■ ■ ■At its meeting today, the Board decided to:
- maintain the cash rate target at 10 basis points and the interest rate on Exchange Settlement balances at zero per cent
- maintain the target of 10 basis points for the April 2024 Australian Government bond
- continue to purchase government securities at the rate of $4 billion a week until at least mid February 2022.
The Delta outbreak has interrupted the recovery of the Australian economy and GDP is expected to have declined materially in the September quarter. The outbreak is affecting many parts of the economy, but the impact is uneven, with some areas facing very difficult conditions while others are continuing to grow strongly.
This setback to the economic expansion in Australia is expected to be only temporary. As vaccination rates increase further and restrictions are eased, the economy is expected to bounce back. Many businesses are now planning for the easing of restrictions and confidence has held up reasonably well. There is, however, uncertainty about the timing and pace of the bounce-back and it is likely to be slower than that earlier in the year. Much will depend on the nature and timing of the easing of restrictions on activity. In our central scenario, the economy will be growing again in the December quarter and is expected to be back around its pre-Delta path in the second half of next year.
The restrictions on activity have had a significant effect on the labour market. Hours worked – the best indicator of labour market conditions at the moment – declined by nearly 4 per cent in August. Looking forward, the Bank’s business liaison and data on job vacancies suggest that many firms are seeking to hire workers ahead of the expected reopening in October and November.
Wage and price pressures remain subdued in Australia. In underlying terms, inflation is running at around 1¾ per cent and wages, as measured by the Wage Price Index, are increasing at just 1.7 per cent. While disruptions to global supply chains are affecting the prices of some goods, the impact of this on the overall rate of inflation remains limited.

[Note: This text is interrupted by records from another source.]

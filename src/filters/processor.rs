//! Drives a request through inbound filters, an endpoint and outbound filters.
//!
//! # Responsibilities
//! - Own the inbound/outbound chains and the registered endpoints
//! - Pick the endpoint: error endpoint, static response, or the named endpoint
//! - Convert fatal outbound failures into an error response

use std::collections::HashMap;
use std::sync::Arc;
use std::time::Instant;

use crate::config::schema::FilterConfig;
use crate::context::StaticResponse;
use crate::filters::chain::{ChainOutcome, FilterChain};
use crate::filters::filter::{
    Endpoint, ExecutionStatus, Filter, FilterExecution, FilterType,
};
use crate::message::{HttpRequestMessage, HttpResponseMessage};
use crate::observability::{MetricsSink, NoopSink};
use crate::passport::PassportState;
use crate::proxy::error_endpoint::ErrorEndpoint;
use crate::resilience::concurrency::ConcurrencyLimiter;
use crate::resilience::errors::{ErrorStatusMap, ErrorType, ProxyError};

/// Name of the endpoint used when no filter picks one.
pub const DEFAULT_ENDPOINT: &str = "proxy";

struct EndpointEntry {
    endpoint: Arc<dyn Endpoint>,
    limiter: Arc<ConcurrencyLimiter>,
}

pub struct FilterProcessor {
    inbound: FilterChain<HttpRequestMessage>,
    outbound: FilterChain<HttpResponseMessage>,
    endpoints: HashMap<String, EndpointEntry>,
    default_endpoint: String,
    error_endpoint: ErrorEndpoint,
    metrics: Arc<dyn MetricsSink>,
}

impl FilterProcessor {
    pub fn builder() -> FilterProcessorBuilder {
        FilterProcessorBuilder::default()
    }

    /// Run the inbound chain.
    pub async fn run_inbound(&self, request: &mut HttpRequestMessage) -> ChainOutcome {
        self.inbound.run(request).await
    }

    /// Run the outbound chain; a fatal failure turns the response into an error response.
    pub async fn run_outbound(&self, mut response: HttpResponseMessage) -> HttpResponseMessage {
        let outcome = self.outbound.run(&mut response).await;
        if outcome.failed() {
            return self.error_endpoint.rewrite(response);
        }
        response
    }

    /// Produce the response for a request.
    pub async fn run_endpoint(&self, mut request: HttpRequestMessage) -> HttpResponseMessage {
        request
            .session_mut()
            .passport_mut()
            .add(PassportState::FiltersEndpointStart);
        let started = Instant::now();

        let session = request.session();
        let (name, mut response) = if session.error().is_some() || session.should_send_error_response() {
            let name = ErrorEndpoint::NAME.to_string();
            (name, self.error_endpoint.apply(request).await)
        } else if let Some(static_response) = session.static_response().cloned() {
            ("static".to_string(), static_reply(request, static_response))
        } else {
            let name = session.endpoint().unwrap_or(self.default_endpoint.as_str()).to_string();
            let response = self.dispatch(&name, request).await;
            (name, response)
        };

        let elapsed = started.elapsed();
        self.metrics
            .filter_executed(&name, FilterType::Endpoint, ExecutionStatus::Success, elapsed);
        let session = response.session_mut();
        session.record_filter_execution(FilterExecution {
            name,
            filter_type: FilterType::Endpoint,
            status: ExecutionStatus::Success,
            duration: elapsed,
            error: None,
        });
        session.passport_mut().add(PassportState::FiltersEndpointEnd);
        response
    }

    async fn dispatch(&self, name: &str, mut request: HttpRequestMessage) -> HttpResponseMessage {
        let Some(entry) = self.endpoints.get(name) else {
            request.session_mut().set_error(ProxyError::new(
                ErrorType::Other,
                format!("no endpoint named {name}"),
            ));
            return self.error_endpoint.apply(request).await;
        };

        let Some(_permit) = entry.limiter.try_acquire() else {
            tracing::warn!(
                request_id = %request.session().id(),
                endpoint = %name,
                limit = entry.limiter.limit(),
                "Endpoint concurrency limit exceeded"
            );
            request.session_mut().set_error(ProxyError::new(
                ErrorType::FilterConcurrencyExceeded,
                format!("endpoint {name} exceeded its concurrency limit"),
            ));
            return self.error_endpoint.apply(request).await;
        };

        entry.endpoint.apply(request).await
    }

    /// Inbound filters → endpoint → outbound filters.
    pub async fn process(&self, mut request: HttpRequestMessage) -> HttpResponseMessage {
        let inbound = self.run_inbound(&mut request).await;
        if inbound.is_aborted() {
            tracing::debug!(
                request_id = %request.session().id(),
                cause = ?inbound.cause,
                "Inbound chain aborted"
            );
        }
        let response = self.run_endpoint(request).await;
        self.run_outbound(response).await
    }

    pub fn inbound_filters(&self) -> Vec<&str> {
        self.inbound.names()
    }

    pub fn outbound_filters(&self) -> Vec<&str> {
        self.outbound.names()
    }

    pub fn error_endpoint(&self) -> &ErrorEndpoint {
        &self.error_endpoint
    }
}

fn static_reply(request: HttpRequestMessage, reply: StaticResponse) -> HttpResponseMessage {
    let info = request.info();
    HttpResponseMessage::new(request.into_session(), info, reply.status)
        .with_headers(reply.headers)
        .with_body(reply.body)
}

#[derive(Default)]
pub struct FilterProcessorBuilder {
    config: FilterConfig,
    inbound: Vec<Arc<dyn Filter<HttpRequestMessage>>>,
    outbound: Vec<Arc<dyn Filter<HttpResponseMessage>>>,
    endpoints: Vec<Arc<dyn Endpoint>>,
    default_endpoint: Option<String>,
    error_statuses: ErrorStatusMap,
    metrics: Option<Arc<dyn MetricsSink>>,
}

impl FilterProcessorBuilder {
    pub fn config(mut self, config: FilterConfig) -> Self {
        self.config = config;
        self
    }

    pub fn inbound(mut self, filter: Arc<dyn Filter<HttpRequestMessage>>) -> Self {
        self.inbound.push(filter);
        self
    }

    pub fn outbound(mut self, filter: Arc<dyn Filter<HttpResponseMessage>>) -> Self {
        self.outbound.push(filter);
        self
    }

    pub fn endpoint(mut self, endpoint: Arc<dyn Endpoint>) -> Self {
        self.endpoints.push(endpoint);
        self
    }

    pub fn default_endpoint(mut self, name: impl Into<String>) -> Self {
        self.default_endpoint = Some(name.into());
        self
    }

    pub fn error_statuses(mut self, statuses: ErrorStatusMap) -> Self {
        self.error_statuses = statuses;
        self
    }

    pub fn metrics(mut self, metrics: Arc<dyn MetricsSink>) -> Self {
        self.metrics = Some(metrics);
        self
    }

    pub fn build(self) -> FilterProcessor {
        let metrics = self.metrics.unwrap_or_else(|| Arc::new(NoopSink));
        let endpoints = self
            .endpoints
            .into_iter()
            .map(|endpoint| {
                let name = endpoint.name().to_string();
                let limit = self.config.concurrency_limit_for(&name, FilterType::Endpoint);
                let entry = EndpointEntry {
                    limiter: ConcurrencyLimiter::new(name.clone(), limit),
                    endpoint,
                };
                (name, entry)
            })
            .collect();

        FilterProcessor {
            inbound: FilterChain::new(FilterType::Inbound, self.inbound, &self.config, metrics.clone()),
            outbound: FilterChain::new(FilterType::Outbound, self.outbound, &self.config, metrics.clone()),
            endpoints,
            default_endpoint: self
                .default_endpoint
                .unwrap_or_else(|| DEFAULT_ENDPOINT.to_string()),
            error_endpoint: ErrorEndpoint::new(self.error_statuses),
            metrics,
        }
    }
}

#[cfg(test)]
mod tests {
    use super::*;
    use crate::context::RequestSession;
    use crate::filters::filter::{FilterError, FilterInfo, FnFilter, Synchronous};
    use crate::message::Headers;
    use futures_util::future::BoxFuture;

    struct Echo;

    impl Endpoint for Echo {
        fn name(&self) -> &str {
            "proxy"
        }

        fn apply(&self, request: HttpRequestMessage) -> BoxFuture<'_, HttpResponseMessage> {
            Box::pin(async move {
                let info = request.info();
                let body = request.body().clone();
                HttpResponseMessage::new(request.into_session(), info, 200).with_body(body)
            })
        }
    }

    fn request() -> HttpRequestMessage {
        HttpRequestMessage::new(RequestSession::new(), http::Method::GET, "/", Headers::new())
            .with_body("ping")
    }

    #[tokio::test]
    async fn test_default_endpoint_runs() {
        let processor = FilterProcessor::builder().endpoint(Arc::new(Echo)).build();
        let response = processor.process(request()).await;
        assert_eq!(response.status(), 200);
        assert_eq!(response.body().bytes().unwrap().as_ref(), b"ping");

        let passport = response.session().passport();
        let order: Vec<_> = passport.history().iter().map(|s| s.state).collect();
        assert_eq!(
            order,
            vec![
                PassportState::FiltersInboundStart,
                PassportState::FiltersInboundEnd,
                PassportState::FiltersEndpointStart,
                PassportState::FiltersEndpointEnd,
                PassportState::FiltersOutboundStart,
                PassportState::FiltersOutboundEnd,
            ]
        );
    }

    #[tokio::test]
    async fn test_static_response_short_circuits() {
        let filter: Arc<dyn Filter<HttpRequestMessage>> = Arc::new(Synchronous(FnFilter::new(
            FilterInfo::inbound("healthcheck", 0),
            |req: &mut HttpRequestMessage| -> Result<(), FilterError> {
                req.session_mut()
                    .set_static_response(StaticResponse::new(204, ""));
                req.session_mut().stop_filter_processing();
                Ok(())
            },
        )));
        let processor = FilterProcessor::builder()
            .inbound(filter)
            .endpoint(Arc::new(Echo))
            .build();

        let response = processor.process(request()).await;
        assert_eq!(response.status(), 204);
    }

    #[tokio::test]
    async fn test_abort_routes_to_error_endpoint() {
        let filter: Arc<dyn Filter<HttpRequestMessage>> = Arc::new(Synchronous(FnFilter::new(
            FilterInfo::inbound("auth", 0).abort_on_error(),
            |_: &mut HttpRequestMessage| -> Result<(), FilterError> {
                Err(ProxyError::new(ErrorType::OriginNotFound, "no route").into())
            },
        )));
        let processor = FilterProcessor::builder()
            .inbound(filter)
            .endpoint(Arc::new(Echo))
            .build();

        let response = processor.process(request()).await;
        assert_eq!(response.status(), 404);
        assert_eq!(response.headers().get("x-edge-error"), Some("ORIGIN_NOT_FOUND"));
    }

    #[tokio::test]
    async fn test_outbound_abort_becomes_error_response() {
        let filter: Arc<dyn Filter<HttpResponseMessage>> = Arc::new(Synchronous(FnFilter::new(
            FilterInfo::outbound("validate", 0).abort_on_error(),
            |_: &mut HttpResponseMessage| -> Result<(), FilterError> {
                Err(FilterError::failed("bad response"))
            },
        )));
        let processor = FilterProcessor::builder()
            .outbound(filter)
            .endpoint(Arc::new(Echo))
            .build();

        let response = processor.process(request()).await;
        assert_eq!(response.status(), 500);
    }

    #[tokio::test]
    async fn test_unknown_endpoint_is_error() {
        let processor = FilterProcessor::builder().default_endpoint("missing").build();
        let response = processor.process(request()).await;
        assert_eq!(response.status(), 500);
    }
}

Housing prices are continuing to rise, although turnover in some markets has declined following the virus outbreak. Housing credit growth has picked up due to stronger demand for credit by both owner-occupiers and investors. The Council of Financial Regulators has been discussing the medium-term risks to macroeconomic stability of rapid credit growth at a time of historically low interest rates. In this environment, it is important that lending standards are maintained and that loan serviceability buffers are appropriate.
The Bank’s package of policies – including record low interest rates, the bond purchase program, the yield target and the funding provided under the Term Funding Facility – is providing substantial and ongoing support to the Australian economy. Borrowing rates are at record lows, sovereign bond yields are at very low levels and the exchange rate has depreciated over recent months. The fiscal responses by the Australian Government and the state and territory governments have also been providing welcome assistance in supporting household and business balance sheets.
The Board is committed to maintaining highly supportive monetary conditions to achieve a return to full employment in Australia and inflation consistent with the target. It will not increase the cash rate until actual inflation is sustainably within the 2 to 3 per cent target range. The central scenario for the economy is that this condition will not be met before 2024. Meeting this condition will require the labour market to be tight enough to generate wages growth that is materially higher than it is currently.